Supreme Court ruling in favor of Hobby Lobby continues religious liberty legacy
July 17, 2014
Religious liberty set another milestone in its long-running legacy when the United States Supreme Court ruled June 30 in favor of Hobby Lobby and the Religious Freedom Restoration Act.
The 5–4 Supreme Court decision struck down a key mandate of the Affordable Care Act, providing protection against government mandates — like the contraceptive mandate — that violate the religious conscience of individually or family-owned businesses.
The victory reflects back on the history of religious liberty and the acts of the late George W. Truett, former pastor of First Baptist Church, Dallas, specifially his famous sermon on religious liberty.
The Southern Baptist Convention held its annual meeting in Washington in 1920, and with no scheduled activities on Sunday afternoon, May 16, the city’s Baptists asked Truett to present an address on religious liberty. Some 15,000 people were in attendance, including Supreme Court justices, presidential cabinet members, senators, congressmen and foreign ambassadors. Truett spoke for an hour and 15 minutes without notes or a microphone. His words became what one Baptist historian called “one of the most often quoted Baptist statements of religious liberty in the 20th century.”
“It is the natural and fundamental and indefeasible right of every human being to worship God or not, according to the dictates of his conscience,” Truett said in his 1920 address, “and as long as he does not infringe upon the rights of others, he is to be held accountable alone to God for all religious beliefs and practices. Our contention is not for mere toleration but for absolute liberty.”
The basis for religious liberty is “the absolute lordship of Jesus Christ,” Truett said. The New Testament is Christ’s standard of faith and practice, and it emphasizes that each individual must approach God for himself or herself.
Free church, free state
“There can be no sponsors or deputies or proxies in such vital matter,” Truett said.
All human governments should grant religious liberty, he said, because the Bible implies that a free church in a free state is God’s will.
“The utterance of Jesus, ‘Render therefore unto Caesar the things which are Caesar’s and unto God the things that are God’s’ is one of the most revolutionary and history-making utterances that ever fell from those lips divine,” Truett said.
“That utterance once and for all marked the divorcement of church and state. It marked a new era for the creeds and deeds of men. It was the sunrise gun of a new day, the echoes of which are to go on and on and on until in every land, whether great or small, the doctrine shall have absolute supremacy everywhere of a free church in a free state.”
Truett hailed religious liberty as a uniquely Baptist innovation.
“We are very happy for all our fellow religionists of every denomination and creed to have this splendid flower of religious liberty, but you will allow us to remind you that you got the seed in our Baptist garden,” he said.
O.S. Hawkins, pastor of First, Dallas, from 1993 to 1997, and current GuideStone Financial Resources president, said, “I think I have probably read every word [Truett] wrote, visited at length with those left who knew him best and had access to minutes of the church’s long history. And there is no doubt in my mind that Dr. Truett would have been in the forefront of those celebrating the Hobby Lobby victory.”

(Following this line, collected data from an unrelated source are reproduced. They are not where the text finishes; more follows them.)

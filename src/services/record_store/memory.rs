//! In-process record store backend.
//!
//! Non-durable: records live only as long as the owning process. Scoring
//! is exact cosine similarity computed in Rust, which also makes this
//! backend the reference for the search contract. Score ties are broken
//! by insertion order.

use async_trait::async_trait;
use tokio::sync::RwLock;

use super::{RecordStore, StoreInfo, cosine_similarity, validate_search_params};
use crate::error::StoreError;
use crate::models::{NewRecord, SearchHit, StoredRecord};

pub struct MemoryBackend {
    collection: String,
    dimension: usize,
    records: RwLock<Vec<StoredRecord>>,
}

impl MemoryBackend {
    pub fn new(collection: &str, dimension: usize) -> Self {
        Self {
            collection: collection.to_string(),
            dimension,
            records: RwLock::new(Vec::new()),
        }
    }

    fn check_dimension(&self, len: usize) -> Result<(), StoreError> {
        if len != self.dimension {
            return Err(StoreError::DimensionMismatch {
                expected: self.dimension,
                got: len,
            });
        }
        Ok(())
    }
}

#[async_trait]
impl RecordStore for MemoryBackend {
    async fn health_check(&self) -> Result<bool, StoreError> {
        Ok(true)
    }

    async fn ensure_ready(&self) -> Result<(), StoreError> {
        Ok(())
    }

    async fn info(&self) -> Result<Option<StoreInfo>, StoreError> {
        let records = self.records.read().await;
        Ok(Some(StoreInfo {
            record_count: records.len() as u64,
        }))
    }

    async fn insert(&self, record: NewRecord) -> Result<String, StoreError> {
        self.check_dimension(record.embedding.len())?;

        let id = uuid::Uuid::new_v4().to_string();
        let stored = StoredRecord {
            id: id.clone(),
            text: record.text,
            reference_id: record.reference_id,
            embedding: record.embedding,
            language: record.language,
            meta: record.meta,
            created_at: chrono::Utc::now().to_rfc3339(),
        };

        self.records.write().await.push(stored);
        Ok(id)
    }

    async fn delete(&self, id: &str) -> Result<(), StoreError> {
        self.records.write().await.retain(|r| r.id != id);
        Ok(())
    }

    async fn delete_by_reference(&self, reference_id: &str) -> Result<u64, StoreError> {
        let mut records = self.records.write().await;
        let before = records.len();
        records.retain(|r| r.reference_id != reference_id);
        Ok((before - records.len()) as u64)
    }

    async fn list_by_reference(&self, reference_id: &str) -> Result<Vec<StoredRecord>, StoreError> {
        let records = self.records.read().await;
        Ok(records
            .iter()
            .filter(|r| r.reference_id == reference_id)
            .cloned()
            .collect())
    }

    async fn search(
        &self,
        query: &[f32],
        cutoff: f32,
        top_k: usize,
    ) -> Result<Vec<SearchHit>, StoreError> {
        validate_search_params(cutoff, top_k)?;
        self.check_dimension(query.len())?;

        let records = self.records.read().await;
        let mut hits: Vec<SearchHit> = records
            .iter()
            .map(|r| SearchHit {
                id: r.id.clone(),
                text: r.text.clone(),
                reference_id: r.reference_id.clone(),
                score: cosine_similarity(&r.embedding, query),
            })
            .filter(|hit| hit.score > cutoff)
            .collect();

        // Stable sort keeps insertion order among equal scores.
        hits.sort_by(|a, b| b.score.partial_cmp(&a.score).unwrap_or(std::cmp::Ordering::Equal));
        hits.truncate(top_k);
        Ok(hits)
    }

    fn dimension(&self) -> usize {
        self.dimension
    }

    fn collection(&self) -> &str {
        &self.collection
    }
}

#[cfg(test)]
mod tests {
    use super::*;
    use crate::models::empty_meta;

    fn record(text: &str, reference_id: &str, embedding: Vec<f32>) -> NewRecord {
        NewRecord {
            text: text.to_string(),
            reference_id: reference_id.to_string(),
            embedding,
            language: None,
            meta: empty_meta(),
        }
    }

    #[tokio::test]
    async fn test_insert_returns_fresh_ids() {
        let store = MemoryBackend::new("test", 3);
        let a = store.insert(record("a", "ref", vec![1.0, 0.0, 0.0])).await.unwrap();
        let b = store.insert(record("b", "ref", vec![0.0, 1.0, 0.0])).await.unwrap();
        assert_ne!(a, b);
        assert_eq!(store.info().await.unwrap().unwrap().record_count, 2);
    }

    #[tokio::test]
    async fn test_insert_dimension_mismatch() {
        let store = MemoryBackend::new("test", 3);
        let result = store.insert(record("a", "ref", vec![1.0, 0.0])).await;
        assert!(matches!(
            result,
            Err(StoreError::DimensionMismatch {
                expected: 3,
                got: 2
            })
        ));
    }

    #[tokio::test]
    async fn test_search_dimension_mismatch() {
        let store = MemoryBackend::new("test", 3);
        let result = store.search(&[1.0, 0.0], 0.2, 10).await;
        assert!(matches!(
            result,
            Err(StoreError::DimensionMismatch { .. })
        ));
    }

    #[tokio::test]
    async fn test_search_exact_match_scores_one() {
        let store = MemoryBackend::new("test", 3);
        store.insert(record("a", "ref", vec![1.0, 0.0, 0.0])).await.unwrap();

        let hits = store.search(&[1.0, 0.0, 0.0], 0.2, 10).await.unwrap();

        assert_eq!(hits.len(), 1);
        assert!((hits[0].score - 1.0).abs() < 1e-6);
        assert_eq!(hits[0].text, "a");
        assert_eq!(hits[0].reference_id, "ref");
    }

    #[tokio::test]
    async fn test_search_cutoff_is_strict() {
        let store = MemoryBackend::new("test", 2);
        // Orthogonal to the query: score exactly 0.
        store.insert(record("a", "ref", vec![0.0, 1.0])).await.unwrap();

        let at_zero = store.search(&[1.0, 0.0], 0.0, 10).await.unwrap();
        assert!(at_zero.is_empty());

        let below_zero = store.search(&[1.0, 0.0], -0.1, 10).await.unwrap();
        assert_eq!(below_zero.len(), 1);
    }

    #[tokio::test]
    async fn test_search_ranking_and_top_k() {
        let store = MemoryBackend::new("test", 2);
        store.insert(record("far", "r", vec![0.0, 1.0])).await.unwrap();
        store.insert(record("near", "r", vec![1.0, 0.1])).await.unwrap();
        store.insert(record("exact", "r", vec![1.0, 0.0])).await.unwrap();

        let hits = store.search(&[1.0, 0.0], -1.0, 2).await.unwrap();

        assert_eq!(hits.len(), 2);
        assert_eq!(hits[0].text, "exact");
        assert_eq!(hits[1].text, "near");
        assert!(hits[0].score >= hits[1].score);
    }

    #[tokio::test]
    async fn test_search_tie_break_by_insertion_order() {
        let store = MemoryBackend::new("test", 2);
        let first = store.insert(record("first", "r", vec![1.0, 0.0])).await.unwrap();
        let second = store.insert(record("second", "r", vec![2.0, 0.0])).await.unwrap();

        // Both score 1.0 against the query; insertion order decides.
        let hits = store.search(&[1.0, 0.0], 0.5, 10).await.unwrap();
        assert_eq!(hits.len(), 2);
        assert_eq!(hits[0].id, first);
        assert_eq!(hits[1].id, second);
    }

    #[tokio::test]
    async fn test_search_invalid_params() {
        let store = MemoryBackend::new("test", 2);
        assert!(matches!(
            store.search(&[1.0, 0.0], 1.5, 10).await,
            Err(StoreError::InvalidCutoff(_))
        ));
        assert!(matches!(
            store.search(&[1.0, 0.0], 0.2, 0).await,
            Err(StoreError::ZeroTopK)
        ));
    }

    #[tokio::test]
    async fn test_delete_is_idempotent() {
        let store = MemoryBackend::new("test", 2);
        let id = store.insert(record("a", "ref", vec![1.0, 0.0])).await.unwrap();

        store.delete(&id).await.unwrap();
        store.delete(&id).await.unwrap();
        store.delete("never-existed").await.unwrap();

        assert_eq!(store.info().await.unwrap().unwrap().record_count, 0);
    }

    #[tokio::test]
    async fn test_delete_by_reference_counts() {
        let store = MemoryBackend::new("test", 2);
        store.insert(record("a1", "a", vec![1.0, 0.0])).await.unwrap();
        store.insert(record("a2", "a", vec![0.0, 1.0])).await.unwrap();
        store.insert(record("b1", "b", vec![1.0, 1.0])).await.unwrap();

        assert_eq!(store.delete_by_reference("a").await.unwrap(), 2);
        assert_eq!(store.delete_by_reference("a").await.unwrap(), 0);
        assert_eq!(store.info().await.unwrap().unwrap().record_count, 1);
    }

    #[tokio::test]
    async fn test_delete_by_reference_then_orthogonal_search() {
        // Records under ref A ([1,0,0]) and ref B ([0,1,0]); deleting A and
        // searching [1,0,0] with cutoff 0.2 finds nothing: A is gone and B
        // scores 0.
        let store = MemoryBackend::new("test", 3);
        store.insert(record("a", "A", vec![1.0, 0.0, 0.0])).await.unwrap();
        store.insert(record("b", "B", vec![0.0, 1.0, 0.0])).await.unwrap();

        store.delete_by_reference("A").await.unwrap();

        let hits = store.search(&[1.0, 0.0, 0.0], 0.2, 10).await.unwrap();
        assert!(hits.is_empty());
    }

    #[tokio::test]
    async fn test_list_by_reference() {
        let store = MemoryBackend::new("test", 2);
        store.insert(record("a1", "a", vec![1.0, 0.0])).await.unwrap();
        store.insert(record("a2", "a", vec![0.0, 1.0])).await.unwrap();
        store.insert(record("b1", "b", vec![1.0, 1.0])).await.unwrap();

        let listed = store.list_by_reference("a").await.unwrap();
        assert_eq!(listed.len(), 2);
        assert_eq!(listed[0].text, "a1");
        assert_eq!(listed[1].text, "a2");

        assert!(store.list_by_reference("missing").await.unwrap().is_empty());
    }
}
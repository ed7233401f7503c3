pub mod cli;
pub mod client;
pub mod error;
pub mod models;
pub mod server;
pub mod services;
pub mod utils;

pub use cli::{Cli, Commands};
pub use error::AppError;
pub use models::{Config, OutputFormat};
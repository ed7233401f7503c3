pub mod chunker;
pub mod encoder;
mod embedding;
mod metrics;
pub mod pipeline;
pub mod record_store;

pub use chunker::TextChunker;
pub use embedding::{EmbeddingClient, HealthResponse};
pub use encoder::{Embedder, Encoder};
pub use metrics::{MetricsStore, MetricsSummary};
pub use pipeline::{
    CHUNK_OVERLAP, DEFAULT_BATCH_SIZE, DEFAULT_CHUNK_SIZE, DEFAULT_CUTOFF, DEFAULT_TOP_K,
    EncodeOptions, Pipeline,
};
pub use record_store::{
    MemoryBackend, PgVectorBackend, QdrantBackend, RecordStore, StoreInfo, create_backend,
};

GuideStone has filed its own legal challenge to the abortion/contraceptive mandate, which still imposes objectionable requirements on certain religious non-profit organizations despite the Hobby Lobby ruling.
“Tolerance” meant something different to Truett than it does to 21st century secularists and pluralists, Hawkins said. “On the Capitol steps [Truett] declared, ‘Toleration is a concession, while liberty is a divine right. ... Toleration is a gift from men, while liberty is a gift from God.’ Today some are using ... [a] different dictionary,” Hawkins said.